According to a security researcher, Alon Gal, one of the main contender forums aiming to fill the vacuum left by the original BreachForums recently had its domain seized by the U.S. Department of Justice and Europol. The administrators of this particular rival forum claimed they were responsible for the hacking of the new BreachForums leak. This act of hacking a competing cybercrime forum and publicly leaking its user database was a significant event within the underground community, demonstrating the intense rivalry and lack of trust among these groups. The leak was publicly shared on these rival marketplaces, ensuring wide distribution of the compromised data.
The impact of this incident was immediate and severe for the affected users. Their credentials, including hashed passwords and salts, were exposed, making them vulnerable to credential stuffing attacks and account takeovers on other platforms if they reused passwords. The exposure of email addresses associated with criminal activity potentially placed individuals at risk of identification and legal repercussions. The leak also revealed the users' levels of activity on the forum, which could be used to gauge their significance or involvement within the cybercriminal community. For the resurrected BreachForums site itself, the hack represented a catastrophic loss of credibility and security, effectively crippling the new operation shortly after its launch and validating the warnings posted on the original domain.

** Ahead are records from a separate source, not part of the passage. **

pub(crate) fn flush_orphaned_processors(world: &mut World) {
    let orphaned = ORPHANED_PROCESSORS.lock().unwrap().drain(..).collect::<Vec<_>>();
    for signal in orphaned {
        SignalHandle::new(signal).cleanup(world);
    }
}

/// Output arrays awaiting delivery, drained by the output node's runner.
#[derive(Component)]
struct QueuedOutputs<R>(Vec<Vec<R>>);

fn apply_item_event<T, R>(
    world: &mut World,
    output_signal: SignalSystem,
    event: ItemEvent<T, R>,
    is_equal: &ItemEquality<T>,
) where
    T: Clone + SSs,
    R: Clone + SSs,
{
    let completed = {
        let Some(mut state) = world.get_mut::<ManagerState<T, R>>(*output_signal) else {
            return;
        };
        let next = reconcile(&state.current, &state.assembly, &event, &**is_equal);
        let completed = completed_values(&next);
        state.assembly = next;
        completed
    };
    if let Some(values) = completed
        && let Some(mut queue) = world.get_mut::<QueuedOutputs<R>>(*output_signal)
    {
        queue.0.push(values);
        process_signals(world, [output_signal], Box::new(()));
    }
}

/// Signal graph node projecting each logical item of an upstream array signal through its own
/// [`Signal`], see [`.merge_map_array`](ArraySignalExt::merge_map_array).
pub struct MergeMapArray<Upstream, S: Signal> {
    signal: LazySignal,
    _marker: PhantomData<fn() -> (Upstream, S)>,
}

impl<Upstream, S: Signal> Clone for MergeMapArray<Upstream, S> {
    fn clone(&self) -> Self {
        Self {
            signal: self.signal.clone(),
            _marker: PhantomData,
        }
    }
}

impl<Upstream, T, S> Signal for MergeMapArray<Upstream, S>
where
    Upstream: Signal<Item = Vec<T>>,
    T: Clone + SSs,
    S: Signal + 'static,
    S::Item: Clone + SSs,
{
    type Item = Vec<S::Item>;

    fn register_boxed_signal(self: Box<Self>, world: &mut World) -> SignalHandle {
        self.signal.register(world).into()
    }
}

/// Extension trait providing the merge-map-array operator for [`Signal`]s of [`Vec`]s.
pub trait ArraySignalExt<T>: Signal<Item = Vec<T>>
where
    T: Clone + SSs,
{
    /// Projects each logical item of this array [`Signal`] through its own [`Signal`], outputting
    /// the latest projected value of every item currently present, in the input array's current
    /// order.
    ///
    /// One projection is started per logical item when the item first appears and is cancelled,
    /// synchronously, when a matching item no longer appears; re-adding an equal item later starts
    /// an entirely new projection. Duplicate equal items each occupy their own output position but
    /// share a single projection. Reordering the input reorders the output identically without
    /// restarting anything. An output array is only emitted once every present item has emitted at
    /// least one value since it was last (re)started, so a projection that never outputs keeps the
    /// output gated; an empty input array is forwarded directly as an empty output array.
    ///
    /// Logical items are identified by [`PartialEq`]; use
    /// [`.merge_map_array_by`](ArraySignalExt::merge_map_array_by) to supply an arbitrary equality
    /// relation.
    ///
    /// # Example
    /// ```no_run
    /// # use bevy::prelude::*;
    /// # use shoal::prelude::*;
    /// # let mut world = World::new();
    /// MutableArray::with_items(&mut world, [1, 2, 3])
    ///     .signal()
    ///     .merge_map_array(|In(x): In<i32>| {
    ///         SignalBuilder::from_system(move |_: In<()>| x * 2).dedupe()
    ///     }); // outputs `[2, 4, 6]`
    /// ```
    fn merge_map_array<S, F, M>(self, project: F) -> MergeMapArray<Self, S>
    where
        Self: Sized,
        T: PartialEq,
        S: Signal + 'static,
        S::Item: Clone + SSs,
        F: IntoSystem<In<T>, S, M> + SSs,
    {
        self.merge_map_array_by(project, T::eq)
    }

    /// [`.merge_map_array`](ArraySignalExt::merge_map_array) with a caller-supplied equality
    /// relation identifying logical items across snapshots. Items whose payload changes without
    /// changing their identity under `is_equal` neither restart their projection nor produce any
    /// diff activity.
    fn merge_map_array_by<S, F, M, E>(self, project: F, is_equal: E) -> MergeMapArray<Self, S>
    where
        Self: Sized,
        S: Signal + 'static,
        S::Item: Clone + SSs,
        F: IntoSystem<In<T>, S, M> + SSs,
        E: Fn(&T, &T) -> bool + SSs,
    {
        let is_equal: ItemEquality<T> = Arc::new(is_equal);
        let signal = LazySignal::new(move |world: &mut World| {
            let factory_system_id = world.register_system(project);
            let output_entity = LazyEntity::new();
            let output_signal = *SignalBuilder::from_system::<Vec<S::Item>, _, _, _>(clone!(
                (output_entity) move |_: In<()>, world: &mut World| {
                    if let Some(mut queue) = world.get_mut::<QueuedOutputs<S::Item>>(output_entity.get()) {
                        if queue.0.is_empty() {
                            None
                        } else {
                            Some(queue.0.remove(0))
                        }
                    } else {
                        None
                    }
                }
            ))
            .register(world);
            output_entity.set(*output_signal);

            let manager_logic = clone!((is_equal) move |In(snapshot): In<Vec<T>>, world: &mut World| {
                // the output node owns the state; if it's mid-teardown there's nothing to manage
                let Some(mut state) = world.get_mut::<ManagerState<T, S::Item>>(*output_signal) else {
                    return;
                };
                let previous = core::mem::replace(&mut state.current, snapshot.clone());
                let (added, removed) = diff_snapshots(&previous, &snapshot, &*is_equal);

                // An empty array has no positions, so it can never organically produce an
                // added/removed event for itself; forward it directly.
                if snapshot.is_empty() {
                    if let Some(mut queue) = world.get_mut::<QueuedOutputs<S::Item>>(*output_signal) {
                        queue.0.push(Vec::new());
                    }
                    process_signals(world, [output_signal], Box::new(()));
                }

                for element in removed {
                    // cancellation wins the race: the projection is torn down before its removal
                    // event reaches the assembler, so no further values from it are accepted
                    let processor = world
                        .get_mut::<ManagerState<T, S::Item>>(*output_signal)
                        .and_then(|mut state| {
                            state
                                .processors
                                .iter()
                                .position(|processor| is_equal(&processor.item, &element))
                                .map(|index| state.processors.remove(index))
                        });
                    if let Some(processor) = processor {
                        processor.handle.cleanup(world);
                    }
                    apply_item_event::<T, S::Item>(world, output_signal, ItemEvent::Remove { element }, &is_equal);
                }

                for element in added {
                    match world.run_system_with(factory_system_id, element.clone()) {
                        Ok(projection) => {
                            let processor_logic = clone!((is_equal, element)
                                move |In(value): In<S::Item>, world: &mut World| {
                                    apply_item_event(
                                        world,
                                        output_signal,
                                        ItemEvent::Emit { element: element.clone(), value },
                                        &is_equal,
                                    );
                                }
                            );
                            let handle = projection.map(processor_logic).register(world);
                            if let Some(mut state) = world.get_mut::<ManagerState<T, S::Item>>(*output_signal) {
                                state.processors.push(Processor { item: element, handle });
                            } else {
                                handle.cleanup(world);
                            }
                        }
                        Err(error) => {
                            error!("merge_map_array failed to run its projection factory: {:?}", error);
                        }
                    }
                }
            });
            let manager_handle = self.map(manager_logic).register(world);
            world
                .entity_mut(*output_signal)
                .insert((
                    ManagerState::<T, S::Item> {
                        current: Vec::new(),
                        assembly: Vec::new(),
                        processors: Vec::new(),
                    },
                    QueuedOutputs::<S::Item>(Vec::new()),
                ))
                .add_child(factory_system_id.entity())
                .insert(SignalHandles::from([manager_handle]));

            output_signal
        });
        MergeMapArray {
            signal,
            _marker: PhantomData,
        }
    }
}
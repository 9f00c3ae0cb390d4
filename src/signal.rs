//! Signal builders and combinators for constructing reactive [`System`] dependency graphs, see
//! [`SignalExt`].

use super::{graph::*, utils::*};
use bevy_ecs::prelude::*;
#[cfg(feature = "tracing")]
use bevy_log::prelude::*;
use bevy_platform::prelude::*;
use core::marker::PhantomData;
#[cfg(feature = "tracing")]
use core::fmt;

/// Monadic registration facade for structs that encapsulate some [`System`] which is a valid member
/// of the signal graph.
pub trait Signal: SSs {
    /// Output type.
    type Item;

    /// Registers the [`System`]s associated with this [`Signal`] by consuming its boxed form.
    ///
    /// All concrete signal types must implement this method.
    fn register_boxed_signal(self: Box<Self>, world: &mut World) -> SignalHandle;

    /// Registers the [`System`]s associated with this [`Signal`].
    fn register_signal(self, world: &mut World) -> SignalHandle
    where
        Self: Sized,
    {
        self.boxed().register_boxed_signal(world)
    }
}

impl<U: 'static> Signal for Box<dyn Signal<Item = U> + Send + Sync> {
    type Item = U;

    fn register_boxed_signal(self: Box<Self>, world: &mut World) -> SignalHandle {
        (*self).register_boxed_signal(world)
    }
}

/// Signal graph node which takes an input of [`In<()>`] and has no upstreams. See
/// [`SignalBuilder`] methods for examples.
#[derive(Clone)]
pub struct Source<O> {
    pub(crate) signal: LazySignal,
    pub(crate) _marker: PhantomData<fn() -> O>,
}

impl<O> Signal for Source<O>
where
    O: 'static,
{
    type Item = O;

    fn register_boxed_signal(self: Box<Self>, world: &mut World) -> SignalHandle {
        SignalHandle::new(self.signal.register(world))
    }
}

/// Signal graph node which applies a [`System`] to its upstream, see [`.map`](SignalExt::map).
#[derive(Clone)]
pub struct Map<Upstream, O> {
    upstream: Upstream,
    signal: LazySignal,
    _marker: PhantomData<fn() -> O>,
}

impl<Upstream, O> Signal for Map<Upstream, O>
where
    Upstream: Signal,
    O: 'static,
{
    type Item = O;

    fn register_boxed_signal(self: Box<Self>, world: &mut World) -> SignalHandle {
        let SignalHandle(upstream) = self.upstream.register(world);
        let signal = self.signal.register(world);
        pipe_signal(world, upstream, signal);
        signal.into()
    }
}

/// Signal graph node which does not forward upstream duplicates, see
/// [`.dedupe`](SignalExt::dedupe).
#[derive(Clone)]
pub struct Dedupe<Upstream>
where
    Upstream: Signal,
{
    signal: Map<Upstream, Upstream::Item>,
}

impl<Upstream> Signal for Dedupe<Upstream>
where
    Upstream: Signal,
{
    type Item = Upstream::Item;

    fn register_boxed_signal(self: Box<Self>, world: &mut World) -> SignalHandle {
        self.signal.register(world)
    }
}

/// Signal graph node which selectively terminates propagation, see [`.filter`](SignalExt::filter).
#[derive(Clone)]
pub struct Filter<Upstream> {
    signal: LazySignal,
    _marker: PhantomData<fn() -> Upstream>,
}

impl<Upstream> Signal for Filter<Upstream>
where
    Upstream: Signal,
{
    type Item = Upstream::Item;

    fn register_boxed_signal(self: Box<Self>, world: &mut World) -> SignalHandle {
        self.signal.register(world).into()
    }
}

cfg_if::cfg_if! {
    if #[cfg(feature = "tracing")] {
        /// Signal graph node that debug logs its upstream's output, see
        /// [`.debug`](SignalExt::debug).
        #[derive(Clone)]
        pub struct Debug<Upstream>
        where
            Upstream: Signal,
        {
            signal: Map<Upstream, Upstream::Item>,
        }

        impl<Upstream> Signal for Debug<Upstream>
        where
            Upstream: Signal,
        {
            type Item = Upstream::Item;

            fn register_boxed_signal(self: Box<Self>, world: &mut World) -> SignalHandle {
                self.signal.register(world)
            }
        }
    }
}

/// Provides static methods for creating [`Source`] signals.
pub struct SignalBuilder;

impl From<Entity> for Source<Entity> {
    fn from(entity: Entity) -> Self {
        SignalBuilder::from_entity(entity)
    }
}

impl SignalBuilder {
    /// Creates a [`Source`] signal from a [`System`] that takes [`In<()>`].
    pub fn from_system<O, IOO, F, M>(system: F) -> Source<O>
    where
        O: Clone + 'static,
        IOO: Into<Option<O>> + 'static,
        F: IntoSystem<In<()>, IOO, M> + SSs,
    {
        Source {
            signal: lazy_signal_from_system(system),
            _marker: PhantomData,
        }
    }

    /// Creates a [`Source`] signal from an [`Entity`].
    pub fn from_entity(entity: Entity) -> Source<Entity> {
        Self::from_system(move |_: In<()>| entity)
    }

    /// Creates a [`Source`] signal from an [`Entity`] and a [`Component`], terminating if the
    /// [`Entity`] does not exist or the [`Component`] does not exist on the [`Entity`].
    pub fn from_component<C>(entity: Entity) -> Source<C>
    where
        C: Component + Clone,
    {
        Self::from_system(move |_: In<()>, components: Query<&C>| components.get(entity).ok().cloned())
    }

    /// Creates a signal from a [`Resource`], terminating if the [`Resource`] does not exist.
    pub fn from_resource<R>() -> Source<R>
    where
        R: Resource + Clone,
    {
        Self::from_system(move |_: In<()>, resource: Option<Res<R>>| resource.as_deref().cloned())
    }
}

/// Extension trait providing combinator methods for [`Signal`]s.
pub trait SignalExt: Signal {
    /// Pass the output of this [`Signal`] to a [`System`], continuing propagation if the [`System`]
    /// returns [`Some`] or terminating for the frame if it returns [`None`]. If the [`System`]
    /// logic is infallible, wrapping the result in an [`Option`] is unnecessary.
    ///
    /// # Example
    /// ```no_run
    /// # use bevy::prelude::*;
    /// # use shoal::prelude::*;
    /// SignalBuilder::from_system(|_: In<()>| 1).map(|In(x): In<i32>| x * 2); // outputs `2`
    /// ```
    fn map<O, IOO, F, M>(self, system: F) -> Map<Self, O>
    where
        Self: Sized,
        Self::Item: 'static,
        O: Clone + 'static,
        IOO: Into<Option<O>> + 'static,
        F: IntoSystem<In<Self::Item>, IOO, M> + SSs,
    {
        Map {
            upstream: self,
            signal: lazy_signal_from_system(system),
            _marker: PhantomData,
        }
    }

    /// Pass the output of this [`Signal`] to an [`FnMut`], continuing propagation if the [`FnMut`]
    /// returns [`Some`] or terminating for the frame if it returns [`None`]. If the [`FnMut`] logic
    /// is infallible, wrapping the result in an [`Option`] is unnecessary.
    ///
    /// Convenient when additional [`SystemParam`](bevy_ecs::system::SystemParam)s aren't necessary.
    ///
    /// # Example
    /// ```no_run
    /// # use bevy::prelude::*;
    /// # use shoal::prelude::*;
    /// SignalBuilder::from_system(|_: In<()>| 1).map_in(|x: i32| x * 2); // outputs `2`
    /// ```
    fn map_in<O, IOO, F>(self, mut function: F) -> Map<Self, O>
    where
        Self: Sized,
        Self::Item: 'static,
        O: Clone + 'static,
        IOO: Into<Option<O>> + 'static,
        F: FnMut(Self::Item) -> IOO + SSs,
    {
        self.map(move |In(item)| function(item))
    }

    /// Pass a reference to the output of this [`Signal`] to an [`FnMut`], continuing propagation if
    /// the [`FnMut`] returns [`Some`] or terminating for the frame if it returns [`None`]. If
    /// the [`FnMut`] logic is infallible, wrapping the result in an [`Option`] is unnecessary.
    ///
    /// # Example
    /// ```no_run
    /// # use bevy::prelude::*;
    /// # use shoal::prelude::*;
    /// SignalBuilder::from_system(|_: In<()>| 1).map_in_ref(ToString::to_string); // outputs `"1"`
    /// ```
    fn map_in_ref<O, IOO, F>(self, mut function: F) -> Map<Self, O>
    where
        Self: Sized,
        Self::Item: 'static,
        O: Clone + 'static,
        IOO: Into<Option<O>> + 'static,
        F: FnMut(&Self::Item) -> IOO + SSs,
    {
        self.map(move |In(item)| function(&item))
    }

    /// Terminate propagation on frames where this [`Signal`]'s output is equal to its previous
    /// output.
    ///
    /// # Example
    /// ```no_run
    /// # use bevy::prelude::*;
    /// # use shoal::prelude::*;
    /// SignalBuilder::from_system({
    ///     move |_: In<()>, mut state: Local<usize>| {
    ///        *state += 1;
    ///        *state / 2
    ///     }
    /// })
    /// .dedupe(); // outputs `0`, `1`, `2`, `3`, ...
    /// ```
    fn dedupe(self) -> Dedupe<Self>
    where
        Self: Sized,
        Self::Item: PartialEq + Clone + Send + 'static,
    {
        Dedupe {
            signal: self.map(|In(current): In<Self::Item>, mut cache: Local<Option<Self::Item>>| {
                let changed = match *cache {
                    Some(ref previous) => *previous != current,
                    None => true,
                };

                if changed {
                    *cache = Some(current.clone());
                    Some(current)
                } else {
                    None
                }
            }),
        }
    }

    /// Terminate this [`Signal`] on frames where the `predicate` [`System`] returns `false`.
    ///
    /// # Example
    /// ```no_run
    /// # use bevy::prelude::*;
    /// # use shoal::prelude::*;
    /// SignalBuilder::from_system({
    ///     move |_: In<()>, mut state: Local<usize>| {
    ///        *state += 1;
    ///        *state
    ///     }
    /// })
    /// .filter(|In(i): In<usize>| i % 2 == 0); // outputs `2`, `4`, `6`, `8`, ...
    /// ```
    fn filter<M>(self, predicate: impl IntoSystem<In<Self::Item>, bool, M> + SSs) -> Filter<Self>
    where
        Self: Sized,
        Self::Item: Clone + 'static,
    {
        let signal = LazySignal::new(move |world: &mut World| {
            let system = world.register_system(predicate);
            let SignalHandle(signal) = self
                .map::<Self::Item, _, _, _>(move |In(item): In<Self::Item>, world: &mut World| {
                    match world.run_system_with(system, item.clone()) {
                        Ok(true) => Some(item),
                        Ok(false) | Err(_) => None, // terminate on false or error
                    }
                })
                .register(world);
            // just attach the system to the lifetime of the signal
            world.entity_mut(*signal).add_child(system.entity());
            signal
        });

        Filter {
            signal,
            _marker: PhantomData,
        }
    }

    #[cfg(feature = "tracing")]
    #[track_caller]
    /// Adds debug logging to this [`Signal`]'s output.
    ///
    /// # Example
    /// ```no_run
    /// # use bevy::prelude::*;
    /// # use shoal::prelude::*;
    /// SignalBuilder::from_system(|_: In<()>| 1)
    ///     .debug() // logs `1`
    ///     .map(|In(x): In<i32>| x * 2); // outputs `2`
    /// ```
    fn debug(self) -> Debug<Self>
    where
        Self: Sized,
        Self::Item: fmt::Debug + Clone + 'static,
    {
        let location = core::panic::Location::caller();
        Debug {
            signal: self.map(move |In(item)| {
                debug!("[{}] {:#?}", location, item);
                item
            }),
        }
    }

    /// Erases the type of this [`Signal`], allowing it to be used in conjunction with [`Signal`]s
    /// of other concrete types.
    fn boxed(self) -> Box<dyn Signal<Item = Self::Item>>
    where
        Self: Sized,
    {
        Box::new(self)
    }

    /// Activate this [`Signal`] and all its upstreams, causing them to be evaluated every frame
    /// until they are [`SignalHandle::cleanup`]-ed, see [`SignalHandle`].
    fn register(self, world: &mut World) -> SignalHandle
    where
        Self: Sized,
    {
        self.register_signal(world)
    }
}

impl<T: Signal> SignalExt for T {}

The response to the incident was multifaceted. The rival forum administrators who claimed responsibility for the hack used the leak as a public demonstration of their capability and as a tool to discredit a competitor. The Cybernews research team played a key role in the response by independently analyzing the leaked data and publicly confirming its authenticity, which provided reliable information to the security community and potential victims. The warning message on the original BreachForums domain served as an ongoing public service announcement, urging extreme caution and reiterating that any impersonating forums were untrustworthy and had already been compromised. This wave of new cybercrime forums and the subsequent infighting caused significant concern within the cybercrime community itself. There was growing suspicion that at least a few of the newcomer forums had been established by law enforcement agencies as honeypots designed to trick criminals into revealing their identities and activities. This environment of paranoia and mistrust complicated the landscape for actors seeking a new platform following the takedowns of RaidForums and the original BreachForums. The incident underscored the chaotic and volatile nature of the cybercrime ecosystem, where even platforms designed for illicit activities are frequent targets of attacks by other malicious actors, leading to a continuous cycle of compromise and data exposure.